#### WORK TO COMPLETE
Copy every line of the material precisely.

#### MATERIALS PROVIDED
►

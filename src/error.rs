use schemars::JsonSchema;
use serde::{Deserialize, Serialize};
use serde_json::Value;
use thiserror::Error;

/// Machine-readable codes carried by every surfaced runtime error.
#[derive(Debug, Clone, Copy, PartialEq, Eq, Serialize, Deserialize, JsonSchema)]
#[serde(rename_all = "SCREAMING_SNAKE_CASE")]
pub enum ErrorCode {
    EntryNotFound,
    NodeNotFound,
    SessionNotFound,
    SessionNotWaiting,
    MaxStepsExceeded,
    MaxRetriesExceeded,
    IntentNotFound,
    ToolCallFailed,
    ToolCallError,
    UnknownNodeType,
    ExecutionError,
}

impl ErrorCode {
    pub fn as_str(&self) -> &'static str {
        match self {
            ErrorCode::EntryNotFound => "ENTRY_NOT_FOUND",
            ErrorCode::NodeNotFound => "NODE_NOT_FOUND",
            ErrorCode::SessionNotFound => "SESSION_NOT_FOUND",
            ErrorCode::SessionNotWaiting => "SESSION_NOT_WAITING",
            ErrorCode::MaxStepsExceeded => "MAX_STEPS_EXCEEDED",
            ErrorCode::MaxRetriesExceeded => "MAX_RETRIES_EXCEEDED",
            ErrorCode::IntentNotFound => "INTENT_NOT_FOUND",
            ErrorCode::ToolCallFailed => "TOOL_CALL_FAILED",
            ErrorCode::ToolCallError => "TOOL_CALL_ERROR",
            ErrorCode::UnknownNodeType => "UNKNOWN_NODE_TYPE",
            ErrorCode::ExecutionError => "EXECUTION_ERROR",
        }
    }
}

impl std::fmt::Display for ErrorCode {
    fn fmt(&self, f: &mut std::fmt::Formatter<'_>) -> std::fmt::Result {
        f.write_str(self.as_str())
    }
}

/// Structured error recorded in an execution step or carried by a node result.
#[derive(Debug, Clone, PartialEq, Serialize, Deserialize, JsonSchema)]
pub struct ErrorBody {
    pub code: ErrorCode,
    pub message: String,
    #[serde(default, skip_serializing_if = "Option::is_none")]
    pub details: Option<Value>,
}

impl ErrorBody {
    pub fn new(code: ErrorCode, message: impl Into<String>) -> Self {
        Self {
            code,
            message: message.into(),
            details: None,
        }
    }

    pub fn with_details(mut self, details: Value) -> Self {
        self.details = Some(details);
        self
    }
}

impl std::fmt::Display for ErrorBody {
    fn fmt(&self, f: &mut std::fmt::Formatter<'_>) -> std::fmt::Result {
        write!(f, "{}: {}", self.code, self.message)
    }
}

/// Errors that cross the public engine surface. Everything else is reported
/// in-band through the session (`status = error` plus the last step's error).
#[derive(Debug, Error)]
pub enum EngineError {
    #[error("entry node `{0}` does not exist in the flow")]
    EntryNotFound(String),
    #[error("session `{0}` not found")]
    SessionNotFound(String),
    #[error("session `{0}` is not waiting for input")]
    SessionNotWaiting(String),
}

impl EngineError {
    pub fn code(&self) -> ErrorCode {
        match self {
            EngineError::EntryNotFound(_) => ErrorCode::EntryNotFound,
            EngineError::SessionNotFound(_) => ErrorCode::SessionNotFound,
            EngineError::SessionNotWaiting(_) => ErrorCode::SessionNotWaiting,
        }
    }
}
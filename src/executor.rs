use futures_util::FutureExt;
use std::panic::AssertUnwindSafe;

use crate::error::{ErrorBody, ErrorCode};
use crate::flow::{FlowNode, NodeKind};
use crate::handlers::{self, NodeContext, NodeResult};

/// Dispatches a node to its kind handler. Handlers report failure through
/// `NodeResult.error`; anything that panics anyway is caught here and
/// wrapped so the run loop only ever sees a structured result.
#[tracing::instrument(name = "execute_node", skip(node, ctx), fields(node_id = %node.id, kind = node.kind.name()))]
pub async fn execute_node(node: &FlowNode, ctx: &NodeContext<'_>) -> NodeResult {
    match AssertUnwindSafe(dispatch(node, ctx)).catch_unwind().await {
        Ok(result) => result,
        Err(_) => NodeResult::fail(ErrorBody::new(
            ErrorCode::ExecutionError,
            format!("handler for node `{}` panicked", node.id),
        )),
    }
}

async fn dispatch(node: &FlowNode, ctx: &NodeContext<'_>) -> NodeResult {
    match &node.kind {
        NodeKind::Start(cfg) => handlers::start::handle(cfg, ctx).await,
        NodeKind::Message(cfg) => handlers::message::handle(cfg, ctx).await,
        NodeKind::CollectInput(cfg) => handlers::collect_input::handle(cfg, ctx).await,
        NodeKind::LlmRouter(cfg) => handlers::llm_router::handle(cfg, ctx).await,
        NodeKind::KnowledgeSearch(cfg) => handlers::knowledge_search::handle(cfg, ctx).await,
        NodeKind::ToolCall(cfg) => handlers::tool_call::handle(cfg, ctx).await,
        NodeKind::Condition(cfg) => handlers::condition::handle(cfg, ctx).await,
        NodeKind::Escalate(cfg) => handlers::escalate::handle(cfg, ctx).await,
        NodeKind::End(cfg) => handlers::end::handle(cfg, ctx).await,
    }
}
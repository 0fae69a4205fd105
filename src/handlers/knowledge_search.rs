use serde_json::{json, Value};

use super::{NodeContext, NodeResult};
use crate::error::{ErrorBody, ErrorCode};
use crate::flow::KnowledgeSearchConfig;
use crate::service::SearchRequest;
use crate::value::interpolate;

const DEFAULT_TOP_K: usize = 3;
const DEFAULT_MIN_SCORE: f64 = 0.5;

/// Runs a retrieval query and stores the response in `result_variable`.
/// With `grounded_only`, an ungrounded answer is replaced by the canonical
/// not-found shape so downstream conditions can test `grounded`.
pub async fn handle(cfg: &KnowledgeSearchConfig, ctx: &NodeContext<'_>) -> NodeResult {
    let query = interpolate(&cfg.query, ctx.vars());
    let request = SearchRequest {
        knowledge_base_id: cfg.knowledge_base_id.clone(),
        query,
        top_k: cfg.top_k.unwrap_or(DEFAULT_TOP_K),
        min_score: cfg.min_score.unwrap_or(DEFAULT_MIN_SCORE),
    };

    match ctx.services.knowledge.search(request).await {
        Ok(response) => {
            let stored: Value = if cfg.grounded_only.unwrap_or(false) && !response.grounded {
                json!({"answer": "", "sources": [], "confidence": 0, "grounded": false})
            } else {
                serde_json::to_value(&response).unwrap_or(Value::Null)
            };
            NodeResult::advance()
                .with_output(stored.clone())
                .set_var(&cfg.result_variable, stored)
        }
        Err(err) => NodeResult::fail(ErrorBody::new(
            ErrorCode::ExecutionError,
            format!("knowledge search failed: {err}"),
        )),
    }
}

◄

#### ANSWER TO THIS EXERCISE
filename src/error.rs
use schemars::JsonSchema;
use serde::{Deserialize, Serialize};
use serde_json::Value;
use thiserror::Error;

/// Machine-readable codes carried by every surfaced runtime error.
#[derive(Debug, Clone, Copy, PartialEq, Eq, Serialize, Deserialize, JsonSchema)]
#[serde(rename_all = "SCREAMING_SNAKE_CASE")]
pub enum ErrorCode {
    EntryNotFound,
    NodeNotFound,
    SessionNotFound,
    SessionNotWaiting,
    MaxStepsExceeded,
    MaxRetriesExceeded,
    IntentNotFound,
    ToolCallFailed,
    ToolCallError,
    UnknownNodeType,
    ExecutionError,
}

impl ErrorCode {
    pub fn as_str(&self) -> &'static str {
        match self {
            ErrorCode::EntryNotFound => "ENTRY_NOT_FOUND",
            ErrorCode::NodeNotFound => "NODE_NOT_FOUND",
            ErrorCode::SessionNotFound => "SESSION_NOT_FOUND",
            ErrorCode::SessionNotWaiting => "SESSION_NOT_WAITING",
            ErrorCode::MaxStepsExceeded => "MAX_STEPS_EXCEEDED",
            ErrorCode::MaxRetriesExceeded => "MAX_RETRIES_EXCEEDED",
            ErrorCode::IntentNotFound => "INTENT_NOT_FOUND",
            ErrorCode::ToolCallFailed => "TOOL_CALL_FAILED",
            ErrorCode::ToolCallError => "TOOL_CALL_ERROR",
            ErrorCode::UnknownNodeType => "UNKNOWN_NODE_TYPE",
            ErrorCode::ExecutionError => "EXECUTION_ERROR",
        }
    }
}

impl std::fmt::Display for ErrorCode {
    fn fmt(&self, f: &mut std::fmt::Formatter<'_>) -> std::fmt::Result {
        f.write_str(self.as_str())
    }
}

/// Structured error recorded in an execution step or carried by a node result.
#[derive(Debug, Clone, PartialEq, Serialize, Deserialize, JsonSchema)]
pub struct ErrorBody {
    pub code: ErrorCode,
    pub message: String,
    #[serde(default, skip_serializing_if = "Option::is_none")]
    pub details: Option<Value>,
}

impl ErrorBody {
    pub fn new(code: ErrorCode, message: impl Into<String>) -> Self {
        Self {
            code,
            message: message.into(),
            details: None,
        }
    }

    pub fn with_details(mut self, details: Value) -> Self {
        self.details = Some(details);
        self
    }
}

impl std::fmt::Display for ErrorBody {
    fn fmt(&self, f: &mut std::fmt::Formatter<'_>) -> std::fmt::Result {
        write!(f, "{}: {}", self.code, self.message)
    }
}

/// Errors that cross the public engine surface. Everything else is reported
/// in-band through the session (`status = error` plus the last step's error).
#[derive(Debug, Error)]
pub enum EngineError {
    #[error("entry node `{0}` does not exist in the flow")]
    EntryNotFound(String),
    #[error("session `{0}` not found")]
    SessionNotFound(String),
    #[error("session `{0}` is not waiting for input")]
    SessionNotWaiting(String),
}

impl EngineError {
    pub fn code(&self) -> ErrorCode {
        match self {
            EngineError::EntryNotFound(_) => ErrorCode::EntryNotFound,
            EngineError::SessionNotFound(_) => ErrorCode::SessionNotFound,
            EngineError::SessionNotWaiting(_) => ErrorCode::SessionNotWaiting,
        }
    }
}
filename src/executor.rs
use futures_util::FutureExt;
use std::panic::AssertUnwindSafe;

use crate::error::{ErrorBody, ErrorCode};
use crate::flow::{FlowNode, NodeKind};
use crate::handlers::{self, NodeContext, NodeResult};

/// Dispatches a node to its kind handler. Handlers report failure through
/// `NodeResult.error`; anything that panics anyway is caught here and
/// wrapped so the run loop only ever sees a structured result.
#[tracing::instrument(name = "execute_node", skip(node, ctx), fields(node_id = %node.id, kind = node.kind.name()))]
pub async fn execute_node(node: &FlowNode, ctx: &NodeContext<'_>) -> NodeResult {
    match AssertUnwindSafe(dispatch(node, ctx)).catch_unwind().await {
        Ok(result) => result,
        Err(_) => NodeResult::fail(ErrorBody::new(
            ErrorCode::ExecutionError,
            format!("handler for node `{}` panicked", node.id),
        )),
    }
}

async fn dispatch(node: &FlowNode, ctx: &NodeContext<'_>) -> NodeResult {
    match &node.kind {
        NodeKind::Start(cfg) => handlers::start::handle(cfg, ctx).await,
        NodeKind::Message(cfg) => handlers::message::handle(cfg, ctx).await,
        NodeKind::CollectInput(cfg) => handlers::collect_input::handle(cfg, ctx).await,
        NodeKind::LlmRouter(cfg) => handlers::llm_router::handle(cfg, ctx).await,
        NodeKind::KnowledgeSearch(cfg) => handlers::knowledge_search::handle(cfg, ctx).await,
        NodeKind::ToolCall(cfg) => handlers::tool_call::handle(cfg, ctx).await,
        NodeKind::Condition(cfg) => handlers::condition::handle(cfg, ctx).await,
        NodeKind::Escalate(cfg) => handlers::escalate::handle(cfg, ctx).await,
        NodeKind::End(cfg) => handlers::end::handle(cfg, ctx).await,
    }
}
repository 0fae69a4205fd105
filename src/handlers/knowledge_search.rs
use serde_json::{json, Value};

use super::{NodeContext, NodeResult};
use crate::error::{ErrorBody, ErrorCode};
use crate::flow::KnowledgeSearchConfig;
use crate::service::SearchRequest;
use crate::value::interpolate;

const DEFAULT_TOP_K: usize = 3;
const DEFAULT_MIN_SCORE: f64 = 0.5;

/// Runs a retrieval query and stores the response in `result_variable`.
/// With `grounded_only`, an ungrounded answer is replaced by the canonical
/// not-found shape so downstream conditions can test `grounded`.
pub async fn handle(cfg: &KnowledgeSearchConfig, ctx: &NodeContext<'_>) -> NodeResult {
    let query = interpolate(&cfg.query, ctx.vars());
    let request = SearchRequest {
        knowledge_base_id: cfg.knowledge_base_id.clone(),
        query,
        top_k: cfg.top_k.unwrap_or(DEFAULT_TOP_K),
        min_score: cfg.min_score.unwrap_or(DEFAULT_MIN_SCORE),
    };

    match ctx.services.knowledge.search(request).await {
        Ok(response) => {
            let stored: Value = if cfg.grounded_only.unwrap_or(false) && !response.grounded {
                json!({"answer": "", "sources": [], "confidence": 0, "grounded": false})
            } else {
                serde_json::to_value(&response).unwrap_or(Value::Null)
            };
            NodeResult::advance()
                .with_output(stored.clone())
                .set_var(&cfg.result_variable, stored)
        }
        Err(err) => NodeResult::fail(ErrorBody::new(
            ErrorCode::ExecutionError,
            format!("knowledge search failed: {err}"),
        )),
    }
}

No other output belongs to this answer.